What I’ve found is that men and women seem to trigger shame in one another unconsciously through their interactions. Below I’ve summarized two similar theories on the topic: silence/violence theory and the fear-shame dynamic.
Sociologist Thomas Scheff proposed that shame is a factor in all interpersonal and collective conflicts. He said that war is a byproduct of the emotional world. Drawing on Erving Goffman terminology, he proposes that there are cultural components of being male and female called the “cult of masculinity” and the “cult of femininity.”
“The cult of masculinity seems to involve isolation from others, suppressing fear, and acting out anger. The cult of femininity would be the reciprocal, engulfment with others, suppressing anger, and acting out fear.”

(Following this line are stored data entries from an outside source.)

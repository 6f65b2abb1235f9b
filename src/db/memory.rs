// src/db/memory.rs

use std::collections::HashMap;

use async_trait::async_trait;
use chrono::Utc;
use tokio::sync::RwLock;
use uuid::Uuid;

use crate::{
    common::error::AppError,
    db::{
        BusinessRepository, MessageRepository, OrderRepository, PostRepository, ReviewRepository,
        UserRepository,
    },
    models::{
        auth::{NewUser, User},
        business::{Business, BusinessPatch, NewBusiness, NewProduct, Product},
        message::{Conversation, ConversationSummary, Message},
        order::{NewOrder, Order, OrderStatusFilter},
        post::{NewPost, Post},
        review::{NewReview, Review},
    },
};

/// Store em memória com as mesmas garantias dos repositórios Postgres:
/// toda escrita acontece sob um único lock, linha a linha.
/// Usado pelos testes e pelo backend `STORE_BACKEND=memory`.
#[derive(Default)]
pub struct MemoryStore {
    state: RwLock<MemoryState>,
}

#[derive(Default)]
struct MemoryState {
    users: HashMap<Uuid, User>,
    businesses: HashMap<Uuid, Business>,
    products: Vec<Product>,
    orders: Vec<Order>,
    reviews: Vec<Review>,
    conversations: HashMap<String, Conversation>,
    messages: Vec<Message>,
    posts: Vec<Post>,
}

impl MemoryState {
    fn insert_user(&mut self, user: NewUser) -> Result<User, AppError> {
        if self.users.values().any(|u| u.email == user.email) {
            return Err(AppError::EmailAlreadyExists);
        }
        let created = User {
            id: Uuid::new_v4(),
            email: user.email,
            password_hash: user.password_hash,
            user_type: user.user_type,
            display_name: user.display_name,
            business_id: None,
            created_at: Utc::now(),
        };
        self.users.insert(created.id, created.clone());
        Ok(created)
    }
}

#[async_trait]
impl UserRepository for MemoryStore {
    async fn find_by_email(&self, email: &str) -> Result<Option<User>, AppError> {
        let state = self.state.read().await;
        Ok(state.users.values().find(|u| u.email == email).cloned())
    }

    async fn find_by_id(&self, id: Uuid) -> Result<Option<User>, AppError> {
        Ok(self.state.read().await.users.get(&id).cloned())
    }

    async fn create_user(&self, user: NewUser) -> Result<User, AppError> {
        self.state.write().await.insert_user(user)
    }

    async fn create_business_account(
        &self,
        user: NewUser,
        business: NewBusiness,
    ) -> Result<(User, Business), AppError> {
        let mut state = self.state.write().await;
        let mut owner = state.insert_user(user)?;

        let now = Utc::now();
        let created = Business {
            id: Uuid::new_v4(),
            owner_id: owner.id,
            business_name: business.business_name,
            description: business.description,
            long_description: business.long_description,
            location: business.location,
            phone_number: business.phone_number,
            establishment_date: business.establishment_date,
            category: business.category,
            images: business.images,
            version: 1,
            created_at: now,
            updated_at: now,
        };

        owner.business_id = Some(created.id);
        state.users.insert(owner.id, owner.clone());
        state.businesses.insert(created.id, created.clone());
        Ok((owner, created))
    }
}

#[async_trait]
impl BusinessRepository for MemoryStore {
    async fn list_all(&self) -> Result<Vec<Business>, AppError> {
        let state = self.state.read().await;
        let mut businesses: Vec<Business> = state.businesses.values().cloned().collect();
        businesses.sort_by(|a, b| a.business_name.cmp(&b.business_name));
        Ok(businesses)
    }

    async fn find_by_id(&self, id: Uuid) -> Result<Option<Business>, AppError> {
        Ok(self.state.read().await.businesses.get(&id).cloned())
    }

    async fn find_by_owner(&self, owner_id: Uuid) -> Result<Option<Business>, AppError> {
        let state = self.state.read().await;
        Ok(state
            .businesses
            .values()
            .find(|b| b.owner_id == owner_id)
            .cloned())
    }

    async fn update_profile(
        &self,
        id: Uuid,
        expected_version: i32,
        patch: BusinessPatch,
    ) -> Result<Business, AppError> {
        let mut state = self.state.write().await;
        let business = state
            .businesses
            .get_mut(&id)
            .ok_or(AppError::BusinessNotFound)?;

        if business.version != expected_version {
            return Err(AppError::StaleBusinessVersion {
                expected: expected_version,
                current: business.version,
            });
        }

        if let Some(v) = patch.business_name {
            business.business_name = v;
        }
        if let Some(v) = patch.description {
            business.description = v;
        }
        if let Some(v) = patch.long_description {
            business.long_description = v;
        }
        if let Some(v) = patch.location {
            business.location = v;
        }
        if let Some(v) = patch.phone_number {
            business.phone_number = v;
        }
        if let Some(v) = patch.establishment_date {
            business.establishment_date = Some(v);
        }
        if let Some(v) = patch.category {
            business.category = v;
        }
        if let Some(v) = patch.images {
            business.images = v;
        }
        business.version += 1;
        business.updated_at = Utc::now();

        Ok(business.clone())
    }

    async fn list_products(&self, business_id: Uuid) -> Result<Vec<Product>, AppError> {
        let state = self.state.read().await;
        Ok(state
            .products
            .iter()
            .filter(|p| p.business_id == business_id)
            .cloned()
            .collect())
    }

    async fn find_product(
        &self,
        business_id: Uuid,
        product_id: Uuid,
    ) -> Result<Option<Product>, AppError> {
        let state = self.state.read().await;
        Ok(state
            .products
            .iter()
            .find(|p| p.business_id == business_id && p.id == product_id)
            .cloned())
    }

    async fn add_product(&self, business_id: Uuid, product: NewProduct) -> Result<Product, AppError> {
        let mut state = self.state.write().await;
        if !state.businesses.contains_key(&business_id) {
            return Err(AppError::BusinessNotFound);
        }
        let created = Product {
            id: Uuid::new_v4(),
            business_id,
            name: product.name,
            description: product.description,
            price: product.price,
            image: product.image,
            created_at: Utc::now(),
        };
        state.products.push(created.clone());
        Ok(created)
    }

    async fn remove_product(&self, business_id: Uuid, product_id: Uuid) -> Result<bool, AppError> {
        let mut state = self.state.write().await;
        let before = state.products.len();
        state
            .products
            .retain(|p| !(p.business_id == business_id && p.id == product_id));
        Ok(state.products.len() < before)
    }
}

#[async_trait]
impl OrderRepository for MemoryStore {
    async fn append_order(&self, order: NewOrder) -> Result<Order, AppError> {
        let mut state = self.state.write().await;
        if !state.businesses.contains_key(&order.business_id) {
            return Err(AppError::BusinessNotFound);
        }
        let created = Order {
            id: Uuid::new_v4(),
            business_id: order.business_id,
            customer_id: order.customer_id,
            customer_email: order.customer_email,
            product_id: order.product_id,
            product_name: order.product_name,
            product_image: order.product_image,
            product_price: order.product_price,
            fulfilled: false,
            created_at: Utc::now(),
            fulfilled_at: None,
        };
        state.orders.push(created.clone());
        Ok(created)
    }

    async fn list_for_business(
        &self,
        business_id: Uuid,
        filter: OrderStatusFilter,
    ) -> Result<Vec<Order>, AppError> {
        let state = self.state.read().await;
        Ok(state
            .orders
            .iter()
            .filter(|o| o.business_id == business_id && filter.matches(o))
            .cloned()
            .collect())
    }

    async fn list_for_customer(&self, customer_id: Uuid) -> Result<Vec<Order>, AppError> {
        let state = self.state.read().await;
        Ok(state
            .orders
            .iter()
            .rev()
            .filter(|o| o.customer_id == customer_id)
            .cloned()
            .collect())
    }

    async fn find_order(&self, business_id: Uuid, order_id: Uuid) -> Result<Option<Order>, AppError> {
        let state = self.state.read().await;
        Ok(state
            .orders
            .iter()
            .find(|o| o.business_id == business_id && o.id == order_id)
            .cloned())
    }

    async fn mark_fulfilled(&self, business_id: Uuid, order_id: Uuid) -> Result<Option<Order>, AppError> {
        let mut state = self.state.write().await;
        let order = state
            .orders
            .iter_mut()
            .find(|o| o.business_id == business_id && o.id == order_id && !o.fulfilled);

        Ok(order.map(|o| {
            o.fulfilled = true;
            o.fulfilled_at = Some(Utc::now());
            o.clone()
        }))
    }
}

#[async_trait]
impl ReviewRepository for MemoryStore {
    async fn append_review(&self, review: NewReview) -> Result<Review, AppError> {
        let mut state = self.state.write().await;
        if !state.businesses.contains_key(&review.business_id) {
            return Err(AppError::BusinessNotFound);
        }
        let created = Review {
            id: Uuid::new_v4(),
            business_id: review.business_id,
            author_id: review.author_id,
            username: review.username,
            rating: review.rating,
            review: review.review,
            created_at: Utc::now(),
        };
        state.reviews.push(created.clone());
        Ok(created)
    }

    async fn list_for_business(&self, business_id: Uuid) -> Result<Vec<Review>, AppError> {
        let state = self.state.read().await;
        Ok(state
            .reviews
            .iter()
            .filter(|r| r.business_id == business_id)
            .cloned()
            .collect())
    }
}

#[async_trait]
impl MessageRepository for MemoryStore {
    async fn append_message(
        &self,
        conversation_key: &str,
        participant_a: &str,
        participant_b: &str,
        sender: &str,
        text: &str,
    ) -> Result<Message, AppError> {
        let mut state = self.state.write().await;
        let now = Utc::now();

        state
            .conversations
            .entry(conversation_key.to_string())
            .and_modify(|c| c.updated_at = now)
            .or_insert_with(|| Conversation {
                conversation_key: conversation_key.to_string(),
                participant_a: participant_a.to_string(),
                participant_b: participant_b.to_string(),
                created_at: now,
                updated_at: now,
            });

        let message = Message {
            id: Uuid::new_v4(),
            conversation_key: conversation_key.to_string(),
            sender: sender.to_string(),
            text: text.to_string(),
            sent_at: now,
        };
        state.messages.push(message.clone());
        Ok(message)
    }

    async fn list_messages(&self, conversation_key: &str) -> Result<Vec<Message>, AppError> {
        let state = self.state.read().await;
        Ok(state
            .messages
            .iter()
            .filter(|m| m.conversation_key == conversation_key)
            .cloned()
            .collect())
    }

    async fn list_conversations(&self, email: &str) -> Result<Vec<ConversationSummary>, AppError> {
        let state = self.state.read().await;
        let mut summaries: Vec<ConversationSummary> = state
            .conversations
            .values()
            .filter(|c| c.participant_a == email || c.participant_b == email)
            .map(|c| ConversationSummary {
                conversation_key: c.conversation_key.clone(),
                with_email: c.counterpart(email).to_string(),
                last_message: state
                    .messages
                    .iter()
                    .rev()
                    .find(|m| m.conversation_key == c.conversation_key)
                    .cloned(),
                updated_at: c.updated_at,
            })
            .collect();

        summaries.sort_by(|a, b| b.updated_at.cmp(&a.updated_at));
        Ok(summaries)
    }
}

#[async_trait]
impl PostRepository for MemoryStore {
    async fn create_post(&self, post: NewPost) -> Result<Post, AppError> {
        let mut state = self.state.write().await;
        let created = Post {
            id: Uuid::new_v4(),
            business_id: post.business_id,
            title: post.title,
            content: post.content,
            company_name: post.company_name,
            company_email: post.company_email,
            color: post.color,
            created_at: Utc::now(),
        };
        state.posts.push(created.clone());
        Ok(created)
    }

    async fn list_by_company_email(&self, email: &str) -> Result<Vec<Post>, AppError> {
        let state = self.state.read().await;
        Ok(state
            .posts
            .iter()
            .rev()
            .filter(|p| p.company_email == email)
            .cloned()
            .collect())
    }

    async fn list_by_business(&self, business_id: Uuid) -> Result<Vec<Post>, AppError> {
        let state = self.state.read().await;
        Ok(state
            .posts
            .iter()
            .rev()
            .filter(|p| p.business_id == business_id)
            .cloned()
            .collect())
    }
}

—Thomas Scheff, War and Emotion: Hypermasculine Violence as a Social System
He draws on a large body of research to suggest that shame is silent in our society. We don’t talk about shame, but we act on it with a higher frequency than any other emotion. The way that we socialize men, then, promotes anger and creates shame over fear. The way that we socialize women, then, promotes fear and creates shame over anger. Thus, each partner’s “acted out” emotion triggers shame in the other leading to conflict.
The Fear-Shame Dynamic
Relationship expert Dr. Steven Stosny crafted a theory of relationship conflict with similar implications, but different explanations called the fear-shame dynamic. Basically, he also suggests that partners in heterosexual relationships inadvertently trigger fear and shame in one another.
His theory begins in the world of instincts. He says that, in most social animals, females tend to be more fearful, vigilant, and receptive to sensory stimuli while males tend to be more aggressive, physically powerful, and expendable (in that ova are more valuable and rare in a pack than sperm). By extension, males who cannot protect the females are subject to being attacked by other males; this vulnerability can be called shame.
“This ancient male vulnerability presents in modern humans as dread of failure, particularly as a protector, provider, or lover. The pain of failure can be so debilitating for men that we expend enormous amounts of emotional energy trying to avoid it, both in behavior and in the construction of the male ego, which can be thought of as a denial of failure.”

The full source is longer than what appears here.